The global well-posedness of a two-dimensional MHD boundary layer problem (1.1) in the upper plane is obtained, for small initial data. When a specific parameter has a particular constant value, (1.1) is reduced to the classical Prandtl equations derived in 1904 -- the boundary layer theory in the absence of the magnetic field. The results of [\textit{F. Xie} and \textit{T. Yang}, Acta Math. Appl. Sin., Engl. Ser. 35, No. 1, 209--229 (2019; Zbl 1414.76044)] are improved, for the case when the background shear velocity is taken to be a Gaussian error function as in [\textit{M. Ignatova} and \textit{V. Vicol}, Arch. Ration. Mech. Anal. 220, No. 2, 809--848 (2016; Zbl 1334.35238)]. An important element is the parameter \(k\) -- the difference between Reynolds number and the magnetic Reynolds number.
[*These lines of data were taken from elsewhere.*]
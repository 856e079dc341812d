use std::cmp::Ordering;

use num_traits::Zero;
use uom::si::f64::Length;

use crate::constraint::{Constrained, Constraint, ConstraintError};

/// Numbers that can tell whether they are finite.
///
/// Implemented for `f32`, `f64`, and `uom::si::f64::Length`.
pub trait Finite: PartialOrd + Zero {
    fn is_finite(&self) -> bool;
}

impl Finite for f32 {
    fn is_finite(&self) -> bool {
        f32::is_finite(*self)
    }
}

impl Finite for f64 {
    fn is_finite(&self) -> bool {
        f64::is_finite(*self)
    }
}

impl Finite for Length {
    fn is_finite(&self) -> bool {
        self.value.is_finite()
    }
}

/// Marker for values that are finite and greater than zero.
///
/// # Examples
///
/// ```
/// use patternfit_core::constraint::FinitePositive;
/// use uom::si::{f64::Length, length::inch};
///
/// let h = FinitePositive::new(Length::new::<inch>(68.0)).unwrap();
/// assert_eq!(h.as_ref().get::<inch>(), 68.0);
///
/// assert!(FinitePositive::new(0.0).is_err());
/// assert!(FinitePositive::new(f64::NAN).is_err());
/// assert!(FinitePositive::new(f64::INFINITY).is_err());
/// ```
#[derive(Debug, Clone, Copy, PartialEq, Eq, PartialOrd, Ord)]
pub struct FinitePositive;

impl FinitePositive {
    /// Wraps `value` if it is finite and greater than zero.
    ///
    /// # Errors
    ///
    /// - [`ConstraintError::NotANumber`] for NaN.
    /// - [`ConstraintError::NotFinite`] for either infinity.
    /// - [`ConstraintError::Zero`] or [`ConstraintError::Negative`] otherwise.
    pub fn new<T: Finite>(value: T) -> Result<Constrained<T, FinitePositive>, ConstraintError> {
        Constrained::<T, FinitePositive>::new(value)
    }
}

impl<T: Finite> Constraint<T> for FinitePositive {
    fn check(value: &T) -> Result<(), ConstraintError> {
        let Some(ordering) = value.partial_cmp(&T::zero()) else {
            return Err(ConstraintError::NotANumber);
        };
        if !value.is_finite() {
            return Err(ConstraintError::NotFinite);
        }
        match ordering {
            Ordering::Greater => Ok(()),
            Ordering::Equal => Err(ConstraintError::Zero),
            Ordering::Less => Err(ConstraintError::Negative),
        }
    }
}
A cut-off procedure and the function transformations (1.3) are used to get the equivalent non-linear problem (1.4). A priori estimates for smooth enough solutions in the analytical framework are given. Suitable approximate solutions are constructed and uniform estimates are obtained for such approximate solution sequence. A convergence analysis is carefully performed for obtain the limit in the approximate problem. A large number of quite technical and laborious calculations are performed, in order to estimate the diadic operator (1.7), which is related with the partial Fourier transform of some elements of solution. The basic mathematical tools are Besov spaces, time-weighted Chemin-Lerner spaces, an anisotropic Bernstein-type result, the Plancherel equality, the Littlewood-Paley theory, the Bony's decomposition result. Although the text is quite technical and difficult for an uninformed reader, a large list of recent references provides the necessary elements for a good understanding of this very interesting paper.